The War on Drugs - Part II

Having made the case that the War on Drugs cannot be won (see THE WAR ON DRUGS – Part I), do we just give up?

Not necessarily. Let's do this scientifically.

First, we separate out the two major, individual components of the drug problem:

1- People who abuse recreational pharmaceuticals have problems.

2- Those of us who don't abuse drugs have collateral problems, primarily rampant crime.

These are completely different and essentially unrelated issues. Let's take the second one first.

Drug use engenders criminal behavior, for four primary reasons:

a- People who use drugs are forced to do business with criminals, because drugs are illegal.

b- People who sell drugs commit crimes to acquire and distribute them.

c- People who use drugs often commit crimes to pay for them.

d- Because they are forced to consort with criminals, people who might otherwise have stuck to plain old marijuana often go on to the harder stuff because the criminals have a direct financial interest in their addiction. (A), (b) and (c) therefore escalate in a vicious cycle.

Sounds hopeless, doesn't it?

There is an answer:

Legalize drugs. All of them. Marijuana, cocaine, heroin…even crack.

Whoa! The man has lost his mind!

Maybe. But look at it with cold rationality for a second.

If we legalize all currently illegal substances of abuse, (a) through (d) disappear as social problems.

a- Drug users will no longer be forced to deal with criminals.

b- Criminal behavior will not be required to acquire and sell drugs.

c- People will not have to commit (as many) crimes to buy drugs because they will be dirt cheap. Fact is, it costs next to nothing to grow or manufacture narcotics. Most of the current costs are a result of fierce demand, limited supply and the expense of countless middlemen, bribes and complex criminal infrastructures. All of that disappears if drugs are legal. Just look at what happened when Prohibition ended.

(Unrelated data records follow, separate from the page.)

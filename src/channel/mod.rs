// Consumer facade over a supervised channel
mod core;

pub use core::RealtimeChannel;
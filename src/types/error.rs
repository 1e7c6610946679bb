use thiserror::Error;

/// Errors that can occur when using the realtime channel.
#[derive(Error, Debug)]
pub enum ChannelError {
    /// WebSocket protocol error (connection failed, invalid frame, etc.)
    #[error("WebSocket error: {0}")]
    WebSocket(#[from] tokio_tungstenite::tungstenite::Error),

    /// General connection error with descriptive message
    #[error("Connection error: {0}")]
    Connection(String),

    /// No usable access token; never retried
    #[error("Authentication error: {0}")]
    Auth(String),

    /// JSON serialization/deserialization error
    #[error("Serialization error: {0}")]
    Serialization(#[from] serde_json::Error),

    /// HTTP request error (REST fallback)
    #[error("HTTP error: {0}")]
    Http(#[from] reqwest::Error),

    /// URL parsing error (malformed base URL)
    #[error("URL parse error: {0}")]
    UrlParse(#[from] url::ParseError),

    /// Base URL that cannot be turned into a socket URL
    #[error("Invalid endpoint: {0}")]
    InvalidEndpoint(String),

    /// Option values the client cannot run with
    #[error("Configuration error: {0}")]
    Config(String),

    /// REST envelope reported `success: false`
    #[error("API error: {0}")]
    Api(String),

    /// Socket did not open within the connect timeout
    #[error("Timeout error")]
    Timeout,

    /// Attempted operation while not connected to the server
    #[error("Not connected")]
    NotConnected,

    /// Reconnect ceiling reached without a successful open
    #[error("Failed to reconnect after {0} attempts")]
    ReconnectExhausted(u32),
}

/// Convenience type alias for `Result<T, ChannelError>`.
pub type Result<T> = std::result::Result<T, ChannelError>;

/// Category of the last connection-level failure.
#[derive(Debug, Clone, Copy, PartialEq, Eq)]
pub enum FailureKind {
    /// No access token could be resolved. Terminal.
    MissingToken,
    /// Socket error or refused connection. Retried.
    Transport,
    /// Connect timeout expired. Retried.
    Timeout,
    /// Reconnect attempts used up. Terminal until re-enabled.
    Exhausted,
}

/// Observable record of the last connection-level error.
///
/// Unlike [`ChannelError`] this is `Clone`, so it can be stored as state and
/// handed to callbacks.
#[derive(Debug, Clone, PartialEq, Eq)]
pub struct ConnectionFailure {
    pub kind: FailureKind,
    pub message: String,
}

impl ConnectionFailure {
    pub fn new(kind: FailureKind, message: impl Into<String>) -> Self {
        Self {
            kind,
            message: message.into(),
        }
    }

    /// Whether the supervisor stops retrying after this failure.
    pub fn is_terminal(&self) -> bool {
        matches!(self.kind, FailureKind::MissingToken | FailureKind::Exhausted)
    }
}

impl From<&ChannelError> for ConnectionFailure {
    fn from(error: &ChannelError) -> Self {
        let kind = match error {
            ChannelError::Auth(_) => FailureKind::MissingToken,
            ChannelError::Timeout => FailureKind::Timeout,
            ChannelError::ReconnectExhausted(_) => FailureKind::Exhausted,
            _ => FailureKind::Transport,
        };
        Self::new(kind, error.to_string())
    }
}

impl std::fmt::Display for ConnectionFailure {
    fn fmt(&self, f: &mut std::fmt::Formatter<'_>) -> std::fmt::Result {
        write!(f, "{:?}: {}", self.kind, self.message)
    }
}
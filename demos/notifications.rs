use std::sync::Arc;
use treesindia_realtime::{
    ChannelEndpoint, ChannelTopic, EnvToken, RealtimeChannel, RealtimeClient,
    RealtimeClientOptions, RestClient, TokenProvider,
};

/// Follow the notification feed of the user whose token is in
/// TREESINDIA_ACCESS_TOKEN, refetching over REST whenever the socket recovers.
#[tokio::main]
async fn main() -> Result<(), Box<dyn std::error::Error>> {
    dotenvy::dotenv().ok();

    tracing_subscriber::fmt()
        .with_env_filter(
            tracing_subscriber::EnvFilter::try_from_default_env()
                .unwrap_or_else(|_| "treesindia_realtime=debug".into()),
        )
        .init();

    let base_url = std::env::var("TREESINDIA_API_URL")
        .unwrap_or_else(|_| "http://localhost:8080".to_string());
    let tokens: Arc<dyn TokenProvider> = Arc::new(EnvToken::default());

    println!("📡 Connecting to: {}\n", base_url);

    let endpoint = ChannelEndpoint::new(&base_url, ChannelTopic::Notifications)?;
    let client = RealtimeClient::builder(endpoint)
        .options(RealtimeClientOptions::from_env())
        .shared_token_provider(Arc::clone(&tokens))
        .build()?;
    let channel = RealtimeChannel::new(client);
    let rest = RestClient::new(&base_url, tokens)?;

    channel.on_new_notification(|n| {
        println!(
            "🔔 #{} {}",
            n.id,
            n.title.as_deref().unwrap_or("(untitled)")
        );
    });
    channel.on_unread_count_update(|count| println!("📬 {} unread", count));
    channel.on_notification_read(|id| println!("✅ #{} read", id));
    channel.on_all_notifications_read(|_| println!("✅ all read"));
    channel.on_error(|message| eprintln!("⚠️  server error: {}", message));
    channel.on_connection_error(|failure| eprintln!("❌ channel gave up: {}", failure));

    let resync = rest.clone();
    channel.on_reconnected(move |_| {
        let rest = resync.clone();
        tokio::spawn(async move {
            match rest.unread_count().await {
                Ok(count) => println!("🔄 resynced, {} unread", count),
                Err(e) => eprintln!("resync failed: {}", e),
            }
        });
    });

    let page = rest.notifications(1, 10).await?;
    println!(
        "📄 {} of {} notifications loaded over REST\n",
        page.data.len(),
        page.pagination.total
    );

    channel.set_enabled(true).await?;
    println!("✅ Listening, press Ctrl+C to stop\n");

    tokio::signal::ctrl_c().await?;

    println!("Disconnecting...");
    channel.shutdown().await;
    println!("Disconnected!");

    Ok(())
}
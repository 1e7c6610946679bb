use super::event::{ConversationMessage, ConversationStatus, ConversationUnreadCount, Notification};
use super::ServerEvent;
use crate::types::ConnectionFailure;
use serde_json::Value;
use std::panic::{AssertUnwindSafe, catch_unwind};
use std::sync::{Arc, PoisonError, RwLock};

type Handler<T> = Arc<dyn Fn(T) + Send + Sync + 'static>;

/// A replaceable reference to the current callback for one event.
///
/// The slot is read when an event arrives, not when the socket is set up, so
/// a callback registered later always wins over one captured earlier.
pub struct HandlerSlot<T> {
    current: RwLock<Option<Handler<T>>>,
}

impl<T> HandlerSlot<T> {
    pub fn new() -> Self {
        Self {
            current: RwLock::new(None),
        }
    }

    /// Install `handler`, replacing any previous one
    pub fn set<F>(&self, handler: F)
    where
        F: Fn(T) + Send + Sync + 'static,
    {
        *self.current.write().unwrap_or_else(PoisonError::into_inner) = Some(Arc::new(handler));
    }

    pub fn clear(&self) {
        *self.current.write().unwrap_or_else(PoisonError::into_inner) = None;
    }

    pub fn is_set(&self) -> bool {
        self.current
            .read()
            .unwrap_or_else(PoisonError::into_inner)
            .is_some()
    }

    /// Call the current handler with `value`. Returns whether one was set.
    ///
    /// A panicking handler is logged and contained; the caller keeps running.
    pub fn invoke(&self, value: T) -> bool {
        let handler = {
            let current = self.current.read().unwrap_or_else(PoisonError::into_inner);
            current.clone()
        }; // Lock released here so the handler may re-register itself

        match handler {
            Some(handler) => {
                if let Err(panic) = catch_unwind(AssertUnwindSafe(|| handler(value))) {
                    let reason = panic
                        .downcast_ref::<&str>()
                        .map(|s| s.to_string())
                        .or_else(|| panic.downcast_ref::<String>().cloned())
                        .unwrap_or_else(|| "unknown panic".to_string());
                    tracing::error!("Event handler panicked: {}", reason);
                }
                true
            }
            None => false,
        }
    }
}

impl<T> Default for HandlerSlot<T> {
    fn default() -> Self {
        Self::new()
    }
}

/// One slot per server event plus the channel lifecycle callbacks.
#[derive(Default)]
pub struct HandlerRegistry {
    pub new_notification: HandlerSlot<Notification>,
    pub unread_count_update: HandlerSlot<u64>,
    pub notification_read: HandlerSlot<u64>,
    pub all_notifications_read: HandlerSlot<()>,
    pub pong: HandlerSlot<Option<i64>>,
    pub error: HandlerSlot<String>,
    pub conversation_message: HandlerSlot<ConversationMessage>,
    pub conversation_status: HandlerSlot<ConversationStatus>,
    pub total_unread_count: HandlerSlot<u64>,
    pub conversation_unread_count: HandlerSlot<ConversationUnreadCount>,
    pub conversations_data: HandlerSlot<Vec<Value>>,
    pub test_connection_response: HandlerSlot<Value>,
    /// Fired when the channel opens again after an unexpected drop
    pub reconnected: HandlerSlot<()>,
    /// Fired for terminal connection failures
    pub connection_error: HandlerSlot<ConnectionFailure>,
}

impl HandlerRegistry {
    pub fn new() -> Self {
        Self::default()
    }

    /// Routes a typed event to its slot. Returns whether a handler ran.
    pub fn dispatch(&self, event: ServerEvent) -> bool {
        match event {
            ServerEvent::NewNotification(n) => self.new_notification.invoke(n),
            ServerEvent::UnreadCountUpdate(count) => self.unread_count_update.invoke(count),
            ServerEvent::NotificationRead(id) => self.notification_read.invoke(id),
            ServerEvent::AllNotificationsRead => self.all_notifications_read.invoke(()),
            ServerEvent::Pong { timestamp } => self.pong.invoke(timestamp),
            ServerEvent::Error(message) => self.error.invoke(message),
            ServerEvent::ConversationMessage(m) => self.conversation_message.invoke(m),
            ServerEvent::ConversationStatus(s) => self.conversation_status.invoke(s),
            ServerEvent::TotalUnreadCount(count) => self.total_unread_count.invoke(count),
            ServerEvent::ConversationUnreadCount(c) => self.conversation_unread_count.invoke(c),
            ServerEvent::ConversationsData(list) => self.conversations_data.invoke(list),
            ServerEvent::TestConnectionResponse(v) => self.test_connection_response.invoke(v),
        }
    }
}

#[cfg(test)]
mod tests {
    use super::*;
    use std::sync::Mutex;

    #[test]
    fn test_latest_handler_wins() {
        let registry = HandlerRegistry::new();
        let calls = Arc::new(Mutex::new(Vec::new()));

        let first = Arc::clone(&calls);
        registry
            .unread_count_update
            .set(move |n| first.lock().unwrap().push(("first", n)));
        let second = Arc::clone(&calls);
        registry
            .unread_count_update
            .set(move |n| second.lock().unwrap().push(("second", n)));

        assert!(registry.dispatch(ServerEvent::UnreadCountUpdate(3)));
        assert_eq!(*calls.lock().unwrap(), vec![("second", 3)]);
    }

    #[test]
    fn test_panicking_handler_is_contained() {
        let registry = HandlerRegistry::new();
        registry.unread_count_update.set(|_| panic!("consumer bug"));
        let seen = Arc::new(Mutex::new(Vec::new()));
        let sink = Arc::clone(&seen);
        registry
            .total_unread_count
            .set(move |n| sink.lock().unwrap().push(n));

        assert!(registry.dispatch(ServerEvent::UnreadCountUpdate(1)));
        assert!(registry.dispatch(ServerEvent::TotalUnreadCount(2)));
        // the slot is still usable after the panic
        assert!(registry.dispatch(ServerEvent::UnreadCountUpdate(3)));
        assert_eq!(*seen.lock().unwrap(), vec![2]);
    }

    #[test]
    fn test_dispatch_without_handler() {
        let registry = HandlerRegistry::new();
        assert!(!registry.dispatch(ServerEvent::AllNotificationsRead));

        registry.all_notifications_read.set(|_| {});
        assert!(registry.all_notifications_read.is_set());
        registry.all_notifications_read.clear();
        assert!(!registry.dispatch(ServerEvent::AllNotificationsRead));
    }

    #[test]
    fn test_handler_may_replace_itself() {
        let registry = Arc::new(HandlerRegistry::new());
        let seen = Arc::new(Mutex::new(Vec::new()));

        let inner_registry = Arc::clone(&registry);
        let inner_seen = Arc::clone(&seen);
        registry.error.set(move |message| {
            inner_seen.lock().unwrap().push(format!("old:{}", message));
            let replacement_seen = Arc::clone(&inner_seen);
            inner_registry
                .error
                .set(move |message| replacement_seen.lock().unwrap().push(format!("new:{}", message)));
        });

        registry.dispatch(ServerEvent::Error("a".to_string()));
        registry.dispatch(ServerEvent::Error("b".to_string()));
        assert_eq!(*seen.lock().unwrap(), vec!["old:a", "new:b"]);
    }
}
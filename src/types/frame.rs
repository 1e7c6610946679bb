use crate::types::constants::client_events;
use serde::{Deserialize, Serialize};
use serde_json::Value;

/// One JSON text frame on the wire, in either direction.
#[derive(Debug, Clone, Serialize, Deserialize, PartialEq)]
pub struct EventFrame {
    pub event: String,
    #[serde(default, skip_serializing_if = "Option::is_none")]
    pub data: Option<Value>,
    #[serde(default, skip_serializing_if = "Option::is_none")]
    pub timestamp: Option<i64>,
}

impl EventFrame {
    pub fn new(event: impl Into<String>) -> Self {
        Self {
            event: event.into(),
            data: None,
            timestamp: None,
        }
    }

    pub fn with_data(mut self, data: Value) -> Self {
        self.data = Some(data);
        self
    }

    pub fn with_timestamp(mut self, timestamp: i64) -> Self {
        self.timestamp = Some(timestamp);
        self
    }

    pub fn join() -> Self {
        Self::new(client_events::JOIN)
    }

    pub fn ping(timestamp: i64) -> Self {
        Self::new(client_events::PING).with_timestamp(timestamp)
    }

    pub fn get_conversations() -> Self {
        Self::new(client_events::GET_CONVERSATIONS)
    }

    pub fn mark_all_read() -> Self {
        Self::new(client_events::MARK_ALL_READ)
    }

    pub fn test_connection() -> Self {
        Self::new(client_events::TEST_CONNECTION)
    }
}

/// Milliseconds since the Unix epoch, as sent in `timestamp` fields.
pub fn now_millis() -> i64 {
    chrono::Utc::now().timestamp_millis()
}
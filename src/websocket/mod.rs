mod factory;

pub use factory::{Connector, Socket, SocketSink, SocketStream, TungsteniteConnector};
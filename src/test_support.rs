//! In-memory transport for exercising the supervisor without a network.

use crate::client::ConnectionState;
use crate::types::{ChannelError, EventFrame, Result};
use crate::websocket::{Connector, Socket};
use futures::channel::mpsc as fmpsc;
use futures::future::BoxFuture;
use futures::{FutureExt, SinkExt, StreamExt};
use std::collections::VecDeque;
use std::sync::{Arc, Mutex};
use std::time::Duration;
use tokio::sync::{mpsc, watch};
use tokio::time::Instant;
use tokio_tungstenite::tungstenite::protocol::CloseFrame;
use tokio_tungstenite::tungstenite::protocol::frame::coding::CloseCode;
use tokio_tungstenite::tungstenite::{Error as WsError, Message};
use url::Url;

/// Server side of an in-memory socket.
pub(crate) struct MockServer {
    pub url: Url,
    pub inbound: fmpsc::UnboundedSender<std::result::Result<Message, WsError>>,
    pub outbound: fmpsc::UnboundedReceiver<Message>,
}

impl MockServer {
    pub fn send_text(&self, text: &str) {
        let _ = self.inbound.unbounded_send(Ok(Message::text(text.to_string())));
    }

    pub fn close(&self, code: u16) {
        let frame = CloseFrame {
            code: CloseCode::from(code),
            reason: "".into(),
        };
        let _ = self.inbound.unbounded_send(Ok(Message::Close(Some(frame))));
    }

    /// Ends the stream without a close frame, like a dropped TCP connection.
    pub fn drop_connection(self) {}

    /// Next text frame the client sent
    pub async fn next_frame(&mut self) -> Option<EventFrame> {
        while let Some(message) = self.outbound.next().await {
            if let Message::Text(text) = message {
                return serde_json::from_str(text.as_str()).ok();
            }
        }
        None
    }

    /// Next text frame if one is already buffered
    pub fn try_next_frame(&mut self) -> Option<EventFrame> {
        loop {
            match self.outbound.next().now_or_never() {
                Some(Some(Message::Text(text))) => return serde_json::from_str(text.as_str()).ok(),
                Some(Some(_)) => continue,
                _ => return None,
            }
        }
    }

    /// Code of the next close frame the client sent
    pub async fn next_close_code(&mut self) -> Option<u16> {
        while let Some(message) = self.outbound.next().await {
            if let Message::Close(frame) = message {
                return frame.map(|f| u16::from(f.code));
            }
        }
        None
    }
}

pub(crate) fn socket_pair() -> (Socket, MockServer) {
    let (out_tx, out_rx) = fmpsc::unbounded::<Message>();
    let (in_tx, in_rx) = fmpsc::unbounded::<std::result::Result<Message, WsError>>();
    let sink = out_tx.sink_map_err(|_| WsError::ConnectionClosed);
    let socket = Socket {
        sink: Box::pin(sink),
        stream: Box::pin(in_rx),
    };
    let server = MockServer {
        url: Url::parse("ws://mock.invalid/").unwrap(),
        inbound: in_tx,
        outbound: out_rx,
    };
    (socket, server)
}

#[derive(Debug, Clone, Copy, PartialEq, Eq)]
pub(crate) enum MockOutcome {
    Accept,
    Refuse,
    /// Never completes; trips the connect timeout
    Hang,
    /// Accepted after one second
    Slow,
}

/// Connector that hands out in-memory sockets. Outcomes are consumed in
/// order; once the queue is empty every attempt is accepted.
pub(crate) struct MockConnector {
    outcomes: Mutex<VecDeque<MockOutcome>>,
    call_times: Mutex<Vec<Instant>>,
    servers: mpsc::UnboundedSender<MockServer>,
}

impl MockConnector {
    pub fn new() -> (Arc<Self>, mpsc::UnboundedReceiver<MockServer>) {
        let (servers, rx) = mpsc::unbounded_channel();
        let connector = Arc::new(Self {
            outcomes: Mutex::new(VecDeque::new()),
            call_times: Mutex::new(Vec::new()),
            servers,
        });
        (connector, rx)
    }

    pub fn push_outcomes(&self, outcomes: impl IntoIterator<Item = MockOutcome>) {
        self.outcomes.lock().unwrap().extend(outcomes);
    }

    pub fn calls(&self) -> usize {
        self.call_times.lock().unwrap().len()
    }

    pub fn call_times(&self) -> Vec<Instant> {
        self.call_times.lock().unwrap().clone()
    }
}

impl Connector for MockConnector {
    fn connect(&self, url: Url) -> BoxFuture<'static, Result<Socket>> {
        self.call_times.lock().unwrap().push(Instant::now());
        let outcome = self
            .outcomes
            .lock()
            .unwrap()
            .pop_front()
            .unwrap_or(MockOutcome::Accept);

        match outcome {
            MockOutcome::Accept => {
                let (socket, mut server) = socket_pair();
                server.url = url;
                let _ = self.servers.send(server);
                async move { Ok(socket) }.boxed()
            }
            MockOutcome::Refuse => {
                async { Err(ChannelError::Connection("connection refused".to_string())) }.boxed()
            }
            MockOutcome::Hang => futures::future::pending().boxed(),
            MockOutcome::Slow => {
                let (socket, mut server) = socket_pair();
                server.url = url;
                let _ = self.servers.send(server);
                async move {
                    tokio::time::sleep(Duration::from_secs(1)).await;
                    Ok(socket)
                }
                .boxed()
            }
        }
    }
}

pub(crate) async fn wait_for_state(
    states: &mut watch::Receiver<ConnectionState>,
    target: ConnectionState,
) {
    tokio::time::timeout(Duration::from_secs(300), states.wait_for(|s| *s == target))
        .await
        .expect("timed out waiting for connection state")
        .expect("connection state sender dropped");
}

d- Users will no longer be forced to rub shoulders with criminals trying to turn them into addicts. The only people left doing that will be the tobacco and alcohol companies. (I'd suggest that we trade off the legalization of drugs with the illegalization of cigarettes and alcohol, but that's another story).

Pretty simple, yes?

Thank you.

Whoops. Almost forgot about Problem 1: People who abuse recreational pharmaceuticals have problems. How do we handle that one?

Damned if I know. Legalizing drugs doesn't address that one.

But so what? At least it gets rid of Problem 2.

And I don't think we'd have any more people using drugs than we do today. Part of the reason people get into drugs in the first place has to do with the fantasized glamour of it owing to its very illegality and the colorful figures who populate the supply chain.

In any event, we can sit around and theorize about it all day, but in those countries where some drugs, such as marijuana, are legal, the actual rate of drug use is less than it is here. And I'll take empirical evidence over theory any day of the week.

Put off by the very fact of drugs being legal? A moral outrage?

Get over it. If alcohol weren't already legal, you'd be appalled at people's use of it. And cigarettes? Dumbest damned thing in creation: hell, you don't even get high as you ruin your health.

And I'll tell you this truthfully: I'd much rather see everyone who currently drinks switch to marijuana. It's far, far less destructive.

As I said in THE WAR ON DRUGS – Part I: there is no way in hell that current efforts against drug use are going to prevail. It's a flat out impossibility.

Might as well do the next best thing.